Exploring the effectiveness of a COVID-19 contact tracing app using an agent-based model

Abstract

A contact-tracing strategy has been deemed necessary to contain the spread of COVID-19 following the relaxation of lockdown measures. Using an agent-based model, we explore one of the technology-based strategies proposed, a contact-tracing smartphone app. The model simulates the spread of COVID-19 in a population of agents on an urban scale. Agents are heterogeneous in their characteristics and are linked in a multi-layered network representing the social structure-including households, friendships, employment and schools. We explore the interplay of various adoption rates of the contact-tracing app, different levels of testing capacity, and behavioural factors to assess the impact on the epidemic. Results suggest that a contact tracing app can contribute substantially to reducing infection rates in the population when accompanied by a sufficient testing capacity or when the testing policy prioritises symptomatic cases. As user rate increases, prevalence of infection decreases. With that, when symptomatic cases are not prioritised for testing, a high rate of app users can generate an extensive increase in the demand for testing, which, if not met with adequate supply, may render the app counterproductive. This points to the crucial role of an efficient testing policy and the necessity to upscale testing capacity.

Figure 1

Disease progression. Rectangles represent states of the disease and arrows the transition between states. $d_{\mathit{state}}^A$ denotes the duration of the disease state given the age A of the agent. Agents with severe symptomatic disease spend $d_{\mathit{sev}}$ days at home before being admitted to the hospital for a duration of $d_{\mathit{hos}}^A$ days. Transition between disease states occurs with age dependent probabilities; where ${\alpha }^A$ and $1-{\alpha }^A$ denote the probability of an agent of age A being symptomatic and asymptomatic, respectively. ${\delta }^A$ denotes the probability for a symptomatic agent to progress into severe disease; ${\gamma }^{A,G}$ denotes the probability of a severely ill agent of age A and gender G to die. For details of parameter values see: Supplementary Table S1.

Figure 2

Procedure for testing, self-isolation and CTA notification. Once symptomatic agent i becomes aware of the disease, the agent seeks testing. If tests are available, the agent gets tested. Following a positive result the agent will self-isolate. Household members h of agent i will self-isolate with probability ${\omega }_h$ and relatives will be notified. If the agent is a pupil all classmates will self-isolate and seek testing. If agent i uses the CTA all the recorded contacts will be notified. When tests are unavailable, agent i will self-isolate with probability ${\omega }_i$. In case the agent self-isolates the aforementioned procedure of self-isolation will take place without the notification to CTA contacts. Otherwise the agent will continue as usual.
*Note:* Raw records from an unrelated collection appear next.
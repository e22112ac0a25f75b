//! Instruction codec.
//!
//! An instruction is a single 32-bit word:
//! - bits 31-24: opcode
//! - bit 17: indexed-addressing flag
//! - bits 15-0: base address
//!
//! Decoding is total. Any word yields an opcode byte, an address and a flag;
//! whether the opcode byte names a real instruction is decided at dispatch.

use num_enum::{IntoPrimitive, TryFromPrimitive};
use serde::{Serialize, Deserialize};
use thiserror::Error;

/// Mask for the 16-bit base address field.
pub const ADDRESS_MASK: u32 = 0x0000_FFFF;

/// Indexed-addressing flag.
pub const INDEX_FLAG: u32 = 0x0002_0000;

/// Bit position of the opcode byte.
pub const OPCODE_SHIFT: u32 = 24;

/// The instruction set.
#[derive(Debug, Clone, Copy, PartialEq, Eq, Hash, Serialize, Deserialize)]
#[derive(TryFromPrimitive, IntoPrimitive)]
#[num_enum(error_type(name = UnknownOpcode, constructor = UnknownOpcode))]
#[repr(u8)]
pub enum Opcode {
    // ==================== Control ====================

    /// Halt: stop until reset
    Hlt = 0x00,

    // ==================== Data Transfer ====================

    /// Load accumulator: A := [ea]
    Lda = 0x01,

    /// Store accumulator: [ea] := A
    Sto = 0x02,

    // ==================== Arithmetic ====================

    /// Add: A := A + [ea]
    Add = 0x03,

    /// Subtract: A := A - [ea]
    Sub = 0x04,

    /// Multiply: A := A × [ea] (low 32 bits)
    Mpy = 0x05,

    /// Divide: A := A ÷ [ea], saturating on a zero divisor
    Dvh = 0x06,

    // ==================== Transfer of Control ====================

    /// Unconditional transfer: P := ea
    Tra = 0x10,

    /// Transfer on non-zero: if A ≠ 0 then P := ea
    Tnz = 0x11,

    /// Transfer on minus: if A < 0 then P := ea
    Tmi = 0x12,

    /// Transfer and set index: I := P, P := ea
    Tsx = 0x13,

    /// Transfer on index: I := I - 1, if I > 0 then P := ea
    Tix = 0x14,

    /// Transfer with index incremented: I := I + inc, if I ≤ limit then P := ea
    Txi = 0x15,
}

impl Opcode {
    /// Every defined opcode, in numeric order.
    pub const ALL: [Opcode; 13] = [
        Opcode::Hlt,
        Opcode::Lda,
        Opcode::Sto,
        Opcode::Add,
        Opcode::Sub,
        Opcode::Mpy,
        Opcode::Dvh,
        Opcode::Tra,
        Opcode::Tnz,
        Opcode::Tmi,
        Opcode::Tsx,
        Opcode::Tix,
        Opcode::Txi,
    ];

    /// The assembler mnemonic.
    pub fn mnemonic(self) -> &'static str {
        match self {
            Opcode::Hlt => "HLT",
            Opcode::Lda => "LDA",
            Opcode::Sto => "STO",
            Opcode::Add => "ADD",
            Opcode::Sub => "SUB",
            Opcode::Mpy => "MPY",
            Opcode::Dvh => "DVH",
            Opcode::Tra => "TRA",
            Opcode::Tnz => "TNZ",
            Opcode::Tmi => "TMI",
            Opcode::Tsx => "TSX",
            Opcode::Tix => "TIX",
            Opcode::Txi => "TXI",
        }
    }

    /// Look up an opcode by mnemonic (case-insensitive).
    pub fn from_mnemonic(name: &str) -> Option<Opcode> {
        Opcode::ALL
            .into_iter()
            .find(|op| op.mnemonic().eq_ignore_ascii_case(name))
    }

    /// Whether the instruction touches or jumps to its address operand.
    /// HLT ignores it.
    pub fn takes_address(self) -> bool {
        self != Opcode::Hlt
    }
}

impl std::fmt::Display for Opcode {
    fn fmt(&self, f: &mut std::fmt::Formatter<'_>) -> std::fmt::Result {
        f.write_str(self.mnemonic())
    }
}

/// The raw fields of an instruction word.
#[derive(Debug, Clone, Copy, PartialEq, Eq, Serialize, Deserialize)]
pub struct Decoded {
    pub opcode: u8,
    pub address: u16,
    pub indexed: bool,
}

impl Decoded {
    /// The opcode, if it names a defined instruction.
    pub fn opcode(&self) -> Result<Opcode, UnknownOpcode> {
        Opcode::try_from(self.opcode)
    }

    /// TXI operands packed into the raw address field: `(increment, limit)`.
    pub fn txi_fields(&self) -> (u8, u8) {
        ((self.address >> 8) as u8, (self.address & 0xFF) as u8)
    }
}

/// Pack an instruction word. The address is masked to 16 bits.
pub fn encode(opcode: u8, address: u32, indexed: bool) -> u32 {
    let mut word = (opcode as u32) << OPCODE_SHIFT;
    word |= address & ADDRESS_MASK;
    if indexed {
        word |= INDEX_FLAG;
    }
    word
}

/// Pack a defined instruction.
pub fn encode_op(opcode: Opcode, address: u32, indexed: bool) -> u32 {
    encode(opcode.into(), address, indexed)
}

/// Unpack an instruction word.
pub fn decode(word: u32) -> Decoded {
    Decoded {
        opcode: (word >> OPCODE_SHIFT) as u8,
        address: (word & ADDRESS_MASK) as u16,
        indexed: word & INDEX_FLAG != 0,
    }
}

/// The HLT word substituted when the program counter runs off the end of memory.
pub const HALT_WORD: u32 = (Opcode::Hlt as u32) << OPCODE_SHIFT;

/// An opcode byte with no instruction behind it.
#[derive(Debug, Clone, Copy, PartialEq, Eq, Error)]
#[error("unknown opcode: 0x{0:02X}")]
pub struct UnknownOpcode(pub u8);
Once CTA user j is notified, agent j will seek testing. If testing is unavailable, agent j may self-isolate with probability ${\omega }_j\ast \mathrm{\Omega }$.

Figure 3

Distribution of daily contacts and epidemic dynamics, for scenarios with and without social distancing. (a) Distribution of number of daily contacts. (b) Distribution of infection sources by type of contact. (c) Infection prevalence by day, from beginning to end of the epidemic.

Figure 4

Percentage of the population infected during the course of epidemic. Scenarios vary by testing capacity (x-axis) and percentage of CTA users (boxplot’s colour). Diagrams are organized by testing policy and compliance with self-isolation of CTA users: (a) High compliance and priority for testing symptomatic cases; (b) Low compliance and priority for testing symptomatic cases; (c) High compliance and no priority for testing symptomatic cases; (d) Low compliance and no priority for testing symptomatic cases. The boxplots show the median and interquartile range of multiple simulation runs.

Figure 5

Reduction in infection prevalence at the peak of the epidemic. Reduction is relative to the peak of the epidemic in the baseline scenario and measured as percent reduction of this value. Scenarios vary by percent of CTA users (x-axis) and testing capacity (y-axis) and organised by testing policy and compliance with self-isolation of CTA users: (a) high compliance and priority for testing symptomatic cases; (b) low compliance and priority for testing symptomatic cases; (c) high compliance and no priority for testing symptomatic cases; (d) low compliance and no priority for testing symptomatic cases.

Figure 6

Infection prevalence and positive tests for a testing policy with and without priority to symptomatic cases. Percentage infected (a) and percentage of positive tests (c) by day, for a testing policy with priority to symptomatic. Percentage infected (b) and percentage positive tests (d) by day, for a testing policy without priority. Percentage of CTA users in the scenario is marked by line colour. In these scenarios: testing capacity = 1.5% and CTA compliance is high. Note that in the scenarios with no CTA users, although only symptomatic cases are tested, the percentage of positive tests is not 100% because of cases with influenza-like illness that are also being tested.